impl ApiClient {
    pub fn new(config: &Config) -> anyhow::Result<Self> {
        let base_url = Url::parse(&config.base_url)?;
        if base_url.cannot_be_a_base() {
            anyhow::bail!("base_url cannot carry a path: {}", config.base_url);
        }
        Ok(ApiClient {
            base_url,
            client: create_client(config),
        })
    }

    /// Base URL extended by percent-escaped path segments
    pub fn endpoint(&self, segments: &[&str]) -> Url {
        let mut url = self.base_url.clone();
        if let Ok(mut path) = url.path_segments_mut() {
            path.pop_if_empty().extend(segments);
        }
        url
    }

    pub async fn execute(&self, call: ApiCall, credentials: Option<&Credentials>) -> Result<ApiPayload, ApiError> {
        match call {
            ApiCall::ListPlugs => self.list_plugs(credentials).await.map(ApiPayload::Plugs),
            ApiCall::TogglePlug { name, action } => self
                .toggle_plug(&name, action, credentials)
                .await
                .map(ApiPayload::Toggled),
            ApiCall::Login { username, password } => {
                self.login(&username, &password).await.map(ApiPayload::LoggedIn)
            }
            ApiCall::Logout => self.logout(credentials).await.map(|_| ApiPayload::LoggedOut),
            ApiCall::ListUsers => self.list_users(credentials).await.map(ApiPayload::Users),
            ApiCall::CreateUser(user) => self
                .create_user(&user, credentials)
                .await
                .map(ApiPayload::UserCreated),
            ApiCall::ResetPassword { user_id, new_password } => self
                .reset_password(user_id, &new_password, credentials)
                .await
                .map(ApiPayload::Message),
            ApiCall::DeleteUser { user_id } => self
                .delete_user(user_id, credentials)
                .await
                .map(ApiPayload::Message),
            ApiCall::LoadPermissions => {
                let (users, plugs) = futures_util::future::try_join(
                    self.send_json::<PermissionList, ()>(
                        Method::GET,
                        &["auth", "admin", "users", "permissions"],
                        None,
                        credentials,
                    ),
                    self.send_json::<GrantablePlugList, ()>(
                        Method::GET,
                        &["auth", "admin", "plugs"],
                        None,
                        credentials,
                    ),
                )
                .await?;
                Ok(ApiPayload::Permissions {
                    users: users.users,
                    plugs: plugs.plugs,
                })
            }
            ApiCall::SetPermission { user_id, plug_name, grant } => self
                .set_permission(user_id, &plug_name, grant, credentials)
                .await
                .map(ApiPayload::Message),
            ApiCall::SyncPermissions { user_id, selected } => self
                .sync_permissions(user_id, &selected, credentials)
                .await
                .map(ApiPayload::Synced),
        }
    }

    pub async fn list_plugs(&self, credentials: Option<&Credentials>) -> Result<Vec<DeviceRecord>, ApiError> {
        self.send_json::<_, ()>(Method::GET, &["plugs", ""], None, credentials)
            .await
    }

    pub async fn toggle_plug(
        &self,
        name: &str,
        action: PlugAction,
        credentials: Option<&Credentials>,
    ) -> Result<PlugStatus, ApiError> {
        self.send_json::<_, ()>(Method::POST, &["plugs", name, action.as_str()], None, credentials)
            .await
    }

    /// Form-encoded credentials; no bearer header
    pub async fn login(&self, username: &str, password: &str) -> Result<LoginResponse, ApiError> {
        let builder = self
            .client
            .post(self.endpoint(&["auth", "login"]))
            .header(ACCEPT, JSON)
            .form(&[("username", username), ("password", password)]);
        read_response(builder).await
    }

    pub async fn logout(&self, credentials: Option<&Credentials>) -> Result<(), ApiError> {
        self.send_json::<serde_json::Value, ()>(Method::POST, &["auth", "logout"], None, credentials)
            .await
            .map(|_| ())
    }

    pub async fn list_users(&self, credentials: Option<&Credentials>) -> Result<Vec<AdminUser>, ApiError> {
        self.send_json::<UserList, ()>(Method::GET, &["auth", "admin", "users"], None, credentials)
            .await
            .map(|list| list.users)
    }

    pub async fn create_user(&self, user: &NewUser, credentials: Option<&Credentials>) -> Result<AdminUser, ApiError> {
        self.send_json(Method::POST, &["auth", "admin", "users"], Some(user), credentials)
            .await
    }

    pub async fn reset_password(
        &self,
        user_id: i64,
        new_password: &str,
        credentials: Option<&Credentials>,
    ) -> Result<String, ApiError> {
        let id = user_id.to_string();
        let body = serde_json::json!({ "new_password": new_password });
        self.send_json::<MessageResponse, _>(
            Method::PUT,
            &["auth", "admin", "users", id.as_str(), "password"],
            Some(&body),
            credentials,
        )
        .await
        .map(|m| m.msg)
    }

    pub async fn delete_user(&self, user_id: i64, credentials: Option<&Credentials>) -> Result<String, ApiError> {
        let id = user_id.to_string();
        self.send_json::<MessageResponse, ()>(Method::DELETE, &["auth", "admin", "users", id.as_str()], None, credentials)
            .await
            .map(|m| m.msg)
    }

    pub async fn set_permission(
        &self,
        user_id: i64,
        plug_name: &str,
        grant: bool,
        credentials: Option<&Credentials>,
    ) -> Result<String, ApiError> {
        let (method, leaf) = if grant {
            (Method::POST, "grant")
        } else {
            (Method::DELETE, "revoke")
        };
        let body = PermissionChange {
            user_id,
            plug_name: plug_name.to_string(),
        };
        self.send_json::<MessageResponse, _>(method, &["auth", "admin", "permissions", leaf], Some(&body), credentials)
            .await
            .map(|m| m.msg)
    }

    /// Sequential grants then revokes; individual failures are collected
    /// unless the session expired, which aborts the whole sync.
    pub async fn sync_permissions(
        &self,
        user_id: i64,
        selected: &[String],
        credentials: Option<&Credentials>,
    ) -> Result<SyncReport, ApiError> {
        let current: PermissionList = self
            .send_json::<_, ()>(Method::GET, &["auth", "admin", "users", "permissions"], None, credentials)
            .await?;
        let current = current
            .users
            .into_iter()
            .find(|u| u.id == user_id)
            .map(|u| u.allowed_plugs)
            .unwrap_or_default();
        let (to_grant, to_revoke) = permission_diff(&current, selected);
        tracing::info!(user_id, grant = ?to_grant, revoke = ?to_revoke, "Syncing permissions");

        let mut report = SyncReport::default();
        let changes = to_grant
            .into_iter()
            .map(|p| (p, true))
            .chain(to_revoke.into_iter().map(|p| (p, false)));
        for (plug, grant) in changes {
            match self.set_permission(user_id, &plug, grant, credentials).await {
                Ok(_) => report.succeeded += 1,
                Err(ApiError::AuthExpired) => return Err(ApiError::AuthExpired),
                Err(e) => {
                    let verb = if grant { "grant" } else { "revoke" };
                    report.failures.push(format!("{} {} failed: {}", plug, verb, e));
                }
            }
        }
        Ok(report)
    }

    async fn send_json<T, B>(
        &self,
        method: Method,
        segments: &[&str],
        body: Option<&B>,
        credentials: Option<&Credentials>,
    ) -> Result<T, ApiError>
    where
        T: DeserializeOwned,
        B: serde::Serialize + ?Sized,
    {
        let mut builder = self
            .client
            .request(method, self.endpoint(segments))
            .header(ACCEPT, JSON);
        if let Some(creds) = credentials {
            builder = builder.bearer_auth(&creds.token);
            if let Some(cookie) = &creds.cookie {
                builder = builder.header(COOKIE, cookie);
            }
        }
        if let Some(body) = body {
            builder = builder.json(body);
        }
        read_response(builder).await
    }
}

######

EXERCISE BRIEF:
This exercise asks for every line of the records to be repeated exactly.

RESULT:
impl ApiClient {
    pub fn new(config: &Config) -> anyhow::Result<Self> {
        let base_url = Url::parse(&config.base_url)?;
        if base_url.cannot_be_a_base() {
            anyhow::bail!("base_url cannot carry a path: {}", config.base_url);
        }
        Ok(ApiClient {
            base_url,
            client: create_client(config),
        })
    }

    /// Base URL extended by percent-escaped path segments
    pub fn endpoint(&self, segments: &[&str]) -> Url {
        let mut url = self.base_url.clone();
        if let Ok(mut path) = url.path_segments_mut() {
            path.pop_if_empty().extend(segments);
        }
        url
    }

    pub async fn execute(&self, call: ApiCall, credentials: Option<&Credentials>) -> Result<ApiPayload, ApiError> {
        match call {
            ApiCall::ListPlugs => self.list_plugs(credentials).await.map(ApiPayload::Plugs),
            ApiCall::TogglePlug { name, action } => self
                .toggle_plug(&name, action, credentials)
                .await
                .map(ApiPayload::Toggled),
            ApiCall::Login { username, password } => {
                self.login(&username, &password).await.map(ApiPayload::LoggedIn)
            }
            ApiCall::Logout => self.logout(credentials).await.map(|_| ApiPayload::LoggedOut),
            ApiCall::ListUsers => self.list_users(credentials).await.map(ApiPayload::Users),
            ApiCall::CreateUser(user) => self
                .create_user(&user, credentials)
                .await
                .map(ApiPayload::UserCreated),
            ApiCall::ResetPassword { user_id, new_password } => self
                .reset_password(user_id, &new_password, credentials)
                .await
                .map(ApiPayload::Message),
            ApiCall::DeleteUser { user_id } => self
                .delete_user(user_id, credentials)
                .await
                .map(ApiPayload::Message),
            ApiCall::LoadPermissions => {
                let (users, plugs) = futures_util::future::try_join(
                    self.send_json::<PermissionList, ()>(
                        Method::GET,
                        &["auth", "admin", "users", "permissions"],
                        None,
                        credentials,
                    ),
                    self.send_json::<GrantablePlugList, ()>(
                        Method::GET,
                        &["auth", "admin", "plugs"],
                        None,
                        credentials,
                    ),
                )
                .await?;
                Ok(ApiPayload::Permissions {
                    users: users.users,
                    plugs: plugs.plugs,
                })
            }
            ApiCall::SetPermission { user_id, plug_name, grant } => self
                .set_permission(user_id, &plug_name, grant, credentials)
                .await
                .map(ApiPayload::Message),
            ApiCall::SyncPermissions { user_id, selected } => self
                .sync_permissions(user_id, &selected, credentials)
                .await
                .map(ApiPayload::Synced),
        }
    }

    pub async fn list_plugs(&self, credentials: Option<&Credentials>) -> Result<Vec<DeviceRecord>, ApiError> {
        self.send_json::<_, ()>(Method::GET, &["plugs", ""], None, credentials)
            .await
    }

    pub async fn toggle_plug(
        &self,
        name: &str,
        action: PlugAction,
        credentials: Option<&Credentials>,
    ) -> Result<PlugStatus, ApiError> {
        self.send_json::<_, ()>(Method::POST, &["plugs", name, action.as_str()], None, credentials)
            .await
    }

    /// Form-encoded credentials; no bearer header
    pub async fn login(&self, username: &str, password: &str) -> Result<LoginResponse, ApiError> {
        let builder = self
            .client
            .post(self.endpoint(&["auth", "login"]))
            .header(ACCEPT, JSON)
            .form(&[("username", username), ("password", password)]);
        read_response(builder).await
    }

    pub async fn logout(&self, credentials: Option<&Credentials>) -> Result<(), ApiError> {
        self.send_json::<serde_json::Value, ()>(Method::POST, &["auth", "logout"], None, credentials)
            .await
            .map(|_| ())
    }

    pub async fn list_users(&self, credentials: Option<&Credentials>) -> Result<Vec<AdminUser>, ApiError> {
        self.send_json::<UserList, ()>(Method::GET, &["auth", "admin", "users"], None, credentials)
            .await
            .map(|list| list.users)
    }

    pub async fn create_user(&self, user: &NewUser, credentials: Option<&Credentials>) -> Result<AdminUser, ApiError> {
        self.send_json(Method::POST, &["auth", "admin", "users"], Some(user), credentials)
            .await
    }

    pub async fn reset_password(
        &self,
        user_id: i64,
        new_password: &str,
        credentials: Option<&Credentials>,
    ) -> Result<String, ApiError> {
        let id = user_id.to_string();
        let body = serde_json::json!({ "new_password": new_password });
        self.send_json::<MessageResponse, _>(
            Method::PUT,
            &["auth", "admin", "users", id.as_str(), "password"],
            Some(&body),
            credentials,
        )
        .await
        .map(|m| m.msg)
    }

    pub async fn delete_user(&self, user_id: i64, credentials: Option<&Credentials>) -> Result<String, ApiError> {
        let id = user_id.to_string();
        self.send_json::<MessageResponse, ()>(Method::DELETE, &["auth", "admin", "users", id.as_str()], None, credentials)
            .await
            .map(|m| m.msg)
    }

    pub async fn set_permission(
        &self,
        user_id: i64,
        plug_name: &str,
        grant: bool,
        credentials: Option<&Credentials>,
    ) -> Result<String, ApiError> {
        let (method, leaf) = if grant {
            (Method::POST, "grant")
        } else {
            (Method::DELETE, "revoke")
        };
        let body = PermissionChange {
            user_id,
            plug_name: plug_name.to_string(),
        };
        self.send_json::<MessageResponse, _>(method, &["auth", "admin", "permissions", leaf], Some(&body), credentials)
            .await
            .map(|m| m.msg)
    }

    /// Sequential grants then revokes; individual failures are collected
    /// unless the session expired, which aborts the whole sync.
    pub async fn sync_permissions(
        &self,
        user_id: i64,
        selected: &[String],
        credentials: Option<&Credentials>,
    ) -> Result<SyncReport, ApiError> {
        let current: PermissionList = self
            .send_json::<_, ()>(Method::GET, &["auth", "admin", "users", "permissions"], None, credentials)
            .await?;
        let current = current
            .users
            .into_iter()
            .find(|u| u.id == user_id)
            .map(|u| u.allowed_plugs)
            .unwrap_or_default();
        let (to_grant, to_revoke) = permission_diff(&current, selected);
        tracing::info!(user_id, grant = ?to_grant, revoke = ?to_revoke, "Syncing permissions");

        let mut report = SyncReport::default();
        let changes = to_grant
            .into_iter()
            .map(|p| (p, true))
            .chain(to_revoke.into_iter().map(|p| (p, false)));
        for (plug, grant) in changes {
            match self.set_permission(user_id, &plug, grant, credentials).await {
                Ok(_) => report.succeeded += 1,
                Err(ApiError::AuthExpired) => return Err(ApiError::AuthExpired),
                Err(e) => {
                    let verb = if grant { "grant" } else { "revoke" };
                    report.failures.push(format!("{} {} failed: {}", plug, verb, e));
                }
            }
        }
        Ok(report)
    }

    async fn send_json<T, B>(
        &self,
        method: Method,
        segments: &[&str],
        body: Option<&B>,
        credentials: Option<&Credentials>,
    ) -> Result<T, ApiError>
    where
        T: DeserializeOwned,
        B: serde::Serialize + ?Sized,
    {
        let mut builder = self
            .client
            .request(method, self.endpoint(segments))
            .header(ACCEPT, JSON);
        if let Some(creds) = credentials {
            builder = builder.bearer_auth(&creds.token);
            if let Some(cookie) = &creds.cookie {
                builder = builder.header(COOKIE, cookie);
            }
        }
        if let Some(body) = body {
            builder = builder.json(body);
        }
        read_response(builder).await
    }
}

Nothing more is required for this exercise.